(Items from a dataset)
= Beginning of Section =
//! Secondary splitting for chunks that remain over budget.
//!
//! Used by the assembler when a single section (or section plus overlap)
//! exceeds the tolerance limit. Prefers a paragraph break near
//! `chunk_size`, then a space, and finally cuts hard at `chunk_size`.

use crate::text::split_at_char;

/// Half-width of the window searched for a paragraph break.
pub const PARAGRAPH_WINDOW: usize = 200;

/// Half-width of the window searched for a space.
pub const WORD_WINDOW: usize = 50;

/// Split an over-budget string into a leading `chunk_part` and the
/// `remainder`, both trimmed.
///
/// The split point is the first `"\n\n"` starting in
/// `[chunk_size - 200, chunk_size + 200)`; failing that, the first `' '` in
/// `[chunk_size - 50, chunk_size + 50)`; failing that, `chunk_size` itself.
/// Windows are clamped to the string, and all positions are char indices.
pub fn split_oversize(current: &str, chunk_size: usize) -> (String, String) {
    let split = split_oversize_str(current, chunk_size);
    (split.head.to_string(), split.remainder.to_string())
}

/// Borrowed result of one oversize split.
pub(crate) struct OversizeSplit<'a> {
    pub head: &'a str,
    pub remainder: &'a str,
    /// Byte offset of `remainder` within the split input.
    pub remainder_start: usize,
}

/// Only the first `chunk_size + 201` chars are inspected, so a pass costs
/// O(chunk_size) however long `current` is.
pub(crate) fn split_oversize_str(current: &str, chunk_size: usize) -> OversizeSplit<'_> {
    let window: Vec<char> = current
        .chars()
        .take(chunk_size + PARAGRAPH_WINDOW + 1)
        .collect();
    let split_point = find_split_point(&window, chunk_size);
    let (head, tail) = split_at_char(current, split_point);
    let leading = tail.len() - tail.trim_start().len();
    OversizeSplit {
        head: head.trim(),
        remainder: tail.trim(),
        remainder_start: head.len() + leading,
    }
}

fn find_split_point(chars: &[char], chunk_size: usize) -> usize {
    let len = chars.len();
    let mut split_point = chunk_size;

    let start = chunk_size.saturating_sub(PARAGRAPH_WINDOW);
    let end = (chunk_size + PARAGRAPH_WINDOW).min(len);
    let paragraph_break = (start..end).find(|&i| i + 1 < len && chars[i..i + 2] == ['\n', '\n']);
    if let Some(i) = paragraph_break {
        split_point = i;
    }

    // A paragraph break found exactly at chunk_size still falls through to
    // the word search.
    if split_point == chunk_size {
        let start = chunk_size.saturating_sub(WORD_WINDOW);
        let end = (chunk_size + WORD_WINDOW).min(len);
        if let Some(i) = (start..end).find(|&i| chars[i] == ' ') {
            split_point = i;
        }
    }

    split_point
}

#[cfg(test)]
mod tests {
    use super::*;

    #[test]
    fn test_breaks_past_inspected_prefix_ignored() {
        // The only paragraph break sits well past chunk_size + 200.
        let text = format!("{}\n\n{}", "x".repeat(1_000), "y".repeat(10));
        let (part, rest) = split_oversize(&text, 100);
        assert_eq!(part, "x".repeat(100));
        assert_eq!(rest, format!("{}\n\n{}", "x".repeat(900), "y".repeat(10)));
    }

    #[test]
    fn test_remainder_start_skips_whitespace() {
        let text = format!("{}\n\n  {}", "a".repeat(90), "b".repeat(100));
        let split = split_oversize_str(&text, 100);
        assert_eq!(split.head, "a".repeat(90));
        assert_eq!(split.remainder, "b".repeat(100));
        assert_eq!(&text[split.remainder_start..], split.remainder);
    }

    #[test]
    fn test_prefers_paragraph_break() {
        // Paragraph break at index 90, spaces everywhere else.
        let text = format!("{}\n\n{}", "word ".repeat(18), "tail ".repeat(40));
        let (part, rest) = split_oversize(&text, 100);
        assert_eq!(part, "word ".repeat(18).trim());
        assert!(rest.starts_with("tail"));
    }

    #[test]
    fn test_first_paragraph_break_in_window_wins() {
        let text = format!("{}\n\n{}\n\n{}", "a".repeat(10), "b".repeat(10), "c".repeat(300));
        let (part, rest) = split_oversize(&text, 100);
        assert_eq!(part, "a".repeat(10));
        assert!(rest.starts_with(&"b".repeat(10)));
    }

    #[test]
    fn test_falls_back_to_space() {
        let text = format!("{} {}", "x".repeat(480), "y".repeat(200));
        let (part, rest) = split_oversize(&text, 500);
        assert_eq!(part, "x".repeat(480));
        assert_eq!(rest, "y".repeat(200));
    }

    #[test]
    fn test_space_outside_word_window_ignored() {
        let text = format!("{} {}", "x".repeat(400), "y".repeat(400));
        let (part, rest) = split_oversize(&text, 500);
        assert_eq!(part.chars().count(), 500);
        assert_eq!(rest, "y".repeat(301));
    }

    #[test]
    fn test_hard_cut_without_boundaries() {
        let text = "z".repeat(1000);
        let (part, rest) = split_oversize(&text, 300);
        assert_eq!(part, "z".repeat(300));
        assert_eq!(rest, "z".repeat(700));
    }

    #[test]
    fn test_windows_clamped_for_small_chunk_size() {
        let text = format!("ab\n\n{}", "c".repeat(100));
        let (part, rest) = split_oversize(&text, 10);
        assert_eq!(part, "ab");
        assert_eq!(rest, "c".repeat(100));
    }

    #[test]
    fn test_paragraph_break_at_chunk_size_uses_word_search() {
        // "\n\n" starts exactly at index 100; a space sits at index 60.
        let text = format!(
            "{} {}\n\n{}",
            "a".repeat(60),
            "b".repeat(39),
            "c".repeat(100)
        );
        let (part, rest) = split_oversize(&text, 100);
        assert_eq!(part, "a".repeat(60));
        assert!(rest.starts_with(&"b".repeat(39)));
    }

    #[test]
    fn test_multibyte_text_splits_on_char_boundary() {
        let text = "é".repeat(700);
        let (part, rest) = split_oversize(&text, 300);
        assert_eq!(part.chars().count(), 300);
        assert_eq!(rest.chars().count(), 400);
    }
}
//! Filesystem document discovery.
//!
//! Walks the configured docs directory and returns the markdown files to
//! chunk, filtered by include/exclude globs matched against the path
//! relative to the root. `*` does not cross `/`, so `*.md` only selects
//! top-level files; use `**/*.md` to recurse.

use anyhow::{bail, Context, Result};
use doc_chunker_core::DocumentSource;
use globset::{GlobBuilder, GlobSet, GlobSetBuilder};
use std::collections::BTreeMap;
use std::path::{Path, PathBuf};
use walkdir::WalkDir;

use crate::config::InputConfig;

/// A markdown file found under the docs directory.
#[derive(Debug, Clone)]
pub struct DocumentFile {
    pub path: PathBuf,
    pub relative_path: String,
    pub source: DocumentSource,
}

pub fn scan_documents(input: &InputConfig) -> Result<Vec<DocumentFile>> {
    let root = &input.docs_dir;
    if !root.is_dir() {
        bail!("Docs directory does not exist: {}", root.display());
    }

    let include_set = build_globset(&input.include_globs)?;
    let exclude_set = build_globset(&input.exclude_globs)?;

    let mut files = Vec::new();

    let walker = WalkDir::new(root).follow_links(input.follow_symlinks);
    for entry in walker {
        let entry = entry.with_context(|| format!("Failed to walk {}", root.display()))?;
        if !entry.file_type().is_file() {
            continue;
        }

        let path = entry.path();
        let relative = path.strip_prefix(root).unwrap_or(path);
        let rel_str = relative.to_string_lossy().replace('\\', "/");

        if exclude_set.is_match(&rel_str) {
            continue;
        }
        if !include_set.is_match(&rel_str) {
            continue;
        }

        files.push(DocumentFile {
            path: path.to_path_buf(),
            source: document_source(path),
            relative_path: rel_str,
        });
    }

    // Sort for deterministic ordering
    files.sort_by(|a, b| a.relative_path.cmp(&b.relative_path));

    Ok(files)
}

/// Stems shared by more than one file, with the relative paths sharing them.
///
/// Chunk ids are derived from the stem alone, so with recursive globs two
/// `intro.md` files in different directories would produce the same ids.
pub fn shared_stems(files: &[DocumentFile]) -> Vec<(String, Vec<String>)> {
    let mut by_stem: BTreeMap<&str, Vec<String>> = BTreeMap::new();
    for file in files {
        by_stem
            .entry(file.source.stem.as_str())
            .or_default()
            .push(file.relative_path.clone());
    }
    by_stem
        .into_iter()
        .filter(|(_, paths)| paths.len() > 1)
        .map(|(stem, paths)| (stem.to_string(), paths))
        .collect()
}

/// Stem and file name used to identify a document's chunks.
pub fn document_source(path: &Path) -> DocumentSource {
    let stem = path
        .file_stem()
        .map(|s| s.to_string_lossy().to_string())
        .unwrap_or_default();
    let file_name = path
        .file_name()
        .map(|n| n.to_string_lossy().to_string())
        .unwrap_or_default();
    DocumentSource::new(stem, file_name)
}

fn build_globset(patterns: &[String]) -> Result<GlobSet> {
    let mut builder = GlobSetBuilder::new();
    for pattern in patterns {
        let glob = GlobBuilder::new(pattern)
            .literal_separator(true)
            .build()
            .with_context(|| format!("Invalid glob pattern: '{}'", pattern))?;
        builder.add(glob);
    }
    Ok(builder.build()?)
}

#[cfg(test)]
mod tests {
    use super::*;
    use std::fs;
    use tempfile::TempDir;

    fn input_for(root: &Path) -> InputConfig {
        InputConfig {
            docs_dir: root.to_path_buf(),
            ..InputConfig::default()
        }
    }

    fn fixture() -> TempDir {
        let tmp = TempDir::new().unwrap();
        let root = tmp.path();
        fs::write(root.join("b.md"), "# B").unwrap();
        fs::write(root.join("a.md"), "# A").unwrap();
        fs::write(root.join("README.md"), "# Readme").unwrap();
        fs::write(root.join("notes.txt"), "plain").unwrap();
        fs::create_dir_all(root.join("nested")).unwrap();
        fs::write(root.join("nested/c.md"), "# C").unwrap();
        tmp
    }

    #[test]
    fn test_default_globs_top_level_markdown_without_readme() {
        let tmp = fixture();
        let files = scan_documents(&input_for(tmp.path())).unwrap();
        let names: Vec<&str> = files.iter().map(|f| f.relative_path.as_str()).collect();
        assert_eq!(names, vec!["a.md", "b.md"]);
        assert_eq!(files[0].source, DocumentSource::new("a", "a.md"));
    }

    #[test]
    fn test_recursive_globs() {
        let tmp = fixture();
        let input = InputConfig {
            include_globs: vec!["**/*.md".to_string()],
            exclude_globs: vec![],
            ..input_for(tmp.path())
        };
        let files = scan_documents(&input).unwrap();
        let names: Vec<&str> = files.iter().map(|f| f.relative_path.as_str()).collect();
        assert_eq!(names, vec!["README.md", "a.md", "b.md", "nested/c.md"]);
        assert_eq!(files[3].source.stem, "c");
    }

    #[test]
    fn test_shared_stems_across_directories() {
        let tmp = fixture();
        fs::write(tmp.path().join("nested/a.md"), "# Nested A").unwrap();
        let input = InputConfig {
            include_globs: vec!["**/*.md".to_string()],
            ..input_for(tmp.path())
        };
        let files = scan_documents(&input).unwrap();
        assert_eq!(
            shared_stems(&files),
            vec![(
                "a".to_string(),
                vec!["a.md".to_string(), "nested/a.md".to_string()]
            )]
        );

        let top_level = scan_documents(&input_for(tmp.path())).unwrap();
        assert!(shared_stems(&top_level).is_empty());
    }

    #[test]
    fn test_missing_root() {
        let input = input_for(Path::new("/definitely/not/here"));
        assert!(scan_documents(&input).is_err());
    }

    #[test]
    fn test_invalid_glob() {
        let tmp = fixture();
        let input = InputConfig {
            include_globs: vec!["[".to_string()],
            ..input_for(tmp.path())
        };
        assert!(scan_documents(&input).is_err());
    }
}
//! Core data models: document identity, frontmatter metadata and the
//! chunk records handed to persistence.

use std::collections::BTreeMap;

use serde::{Deserialize, Serialize};
use serde_json::Value;

/// Frontmatter key holding the document's canonical URL.
pub const SOURCE_URL_KEY: &str = "source_url";

/// Frontmatter key holding the document's title.
pub const TITLE_KEY: &str = "title";

/// Metadata parsed from a document's leading key-value block.
///
/// The full map is kept so nothing is lost when it is copied onto chunk
/// records; the well-known keys are exposed through typed accessors.
#[derive(Debug, Clone, Default, PartialEq, Serialize, Deserialize)]
#[serde(transparent)]
pub struct Frontmatter {
    fields: BTreeMap<String, Value>,
}

impl Frontmatter {
    pub fn new(fields: BTreeMap<String, Value>) -> Self {
        Self { fields }
    }

    pub fn is_empty(&self) -> bool {
        self.fields.is_empty()
    }

    pub fn get(&self, key: &str) -> Option<&Value> {
        self.fields.get(key)
    }

    pub fn insert(&mut self, key: impl Into<String>, value: Value) {
        self.fields.insert(key.into(), value);
    }

    /// `source_url` rendered as a string, or `""` when absent.
    pub fn source_url(&self) -> String {
        self.scalar_string(SOURCE_URL_KEY)
    }

    /// `title` rendered as a string, or `""` when absent.
    pub fn title(&self) -> String {
        self.scalar_string(TITLE_KEY)
    }

    /// Render a scalar value as text. Strings are returned unquoted;
    /// numbers and booleans use their display form; null, missing and
    /// structured values yield `""`.
    pub fn scalar_string(&self, key: &str) -> String {
        match self.fields.get(key) {
            Some(Value::String(s)) => s.clone(),
            Some(Value::Number(n)) => n.to_string(),
            Some(Value::Bool(b)) => b.to_string(),
            _ => String::new(),
        }
    }
}

/// Identity of the document being chunked.
#[derive(Debug, Clone, PartialEq, Eq)]
pub struct DocumentSource {
    /// File name without extension; prefix of every chunk's `document_id`.
    pub stem: String,
    /// File name including extension, copied to `source_file`.
    pub file_name: String,
}

impl DocumentSource {
    pub fn new(stem: impl Into<String>, file_name: impl Into<String>) -> Self {
        Self {
            stem: stem.into(),
            file_name: file_name.into(),
        }
    }

    /// `document_id` of the chunk at 1-based `index`.
    pub fn chunk_id(&self, index: usize) -> String {
        format!("{}_chunk_{}", self.stem, index)
    }
}

/// A chunk of a document, ready for persistence.
#[derive(Debug, Clone, PartialEq, Serialize, Deserialize)]
pub struct ChunkRecord {
    pub document_id: String,
    pub source_file: String,
    pub source_url: String,
    pub title: String,
    /// 1-based position within the document.
    pub chunk_index: usize,
    pub total_chunks: usize,
    pub chunk_text: String,
    pub frontmatter: Frontmatter,
}
//! Heading segmentation.
//!
//! Splits document text into sections at major headings (`#` and `##`).
//! Minor headings (`###` and deeper) never start a new section; they stay
//! inside the section of the nearest preceding major heading.

/// Whether `line` is a major heading: one or two `#` at the start of the
/// line, not followed by a third `#`, followed by whitespace.
pub fn is_major_heading(line: &str) -> bool {
    let hashes = line.bytes().take_while(|&b| b == b'#').count();
    (1..=2).contains(&hashes)
        && line[hashes..]
            .chars()
            .next()
            .is_some_and(char::is_whitespace)
}

/// Split `text` into trimmed, non-empty sections at major headings.
///
/// Each section except possibly the first (a preamble) begins with its
/// heading line. A document without major headings yields a single
/// section equal to the trimmed input; blank input yields none.
pub fn split_on_headings(text: &str) -> Vec<String> {
    let mut sections = Vec::new();
    let mut current: Vec<&str> = Vec::new();

    for line in text.split('\n') {
        if is_major_heading(line) && !current.is_empty() {
            close_section(&mut sections, &current);
            current.clear();
        }
        current.push(line);
    }
    close_section(&mut sections, &current);

    sections
}

fn close_section(sections: &mut Vec<String>, lines: &[&str]) {
    let section = lines.join("\n");
    let trimmed = section.trim();
    if !trimmed.is_empty() {
        sections.push(trimmed.to_string());
    }
}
= End of Section =
(What the exercise asks): Look back at the entries above and repeat, unchanged, every line from the line holding "yields a single" through the line holding "for line in".

(Solution to the problem):
/// heading line. A document without major headings yields a single
/// section equal to the trimmed input; blank input yields none.
pub fn split_on_headings(text: &str) -> Vec<String> {
    let mut sections = Vec::new();
    let mut current: Vec<&str> = Vec::new();

    for line in text.split('\n') {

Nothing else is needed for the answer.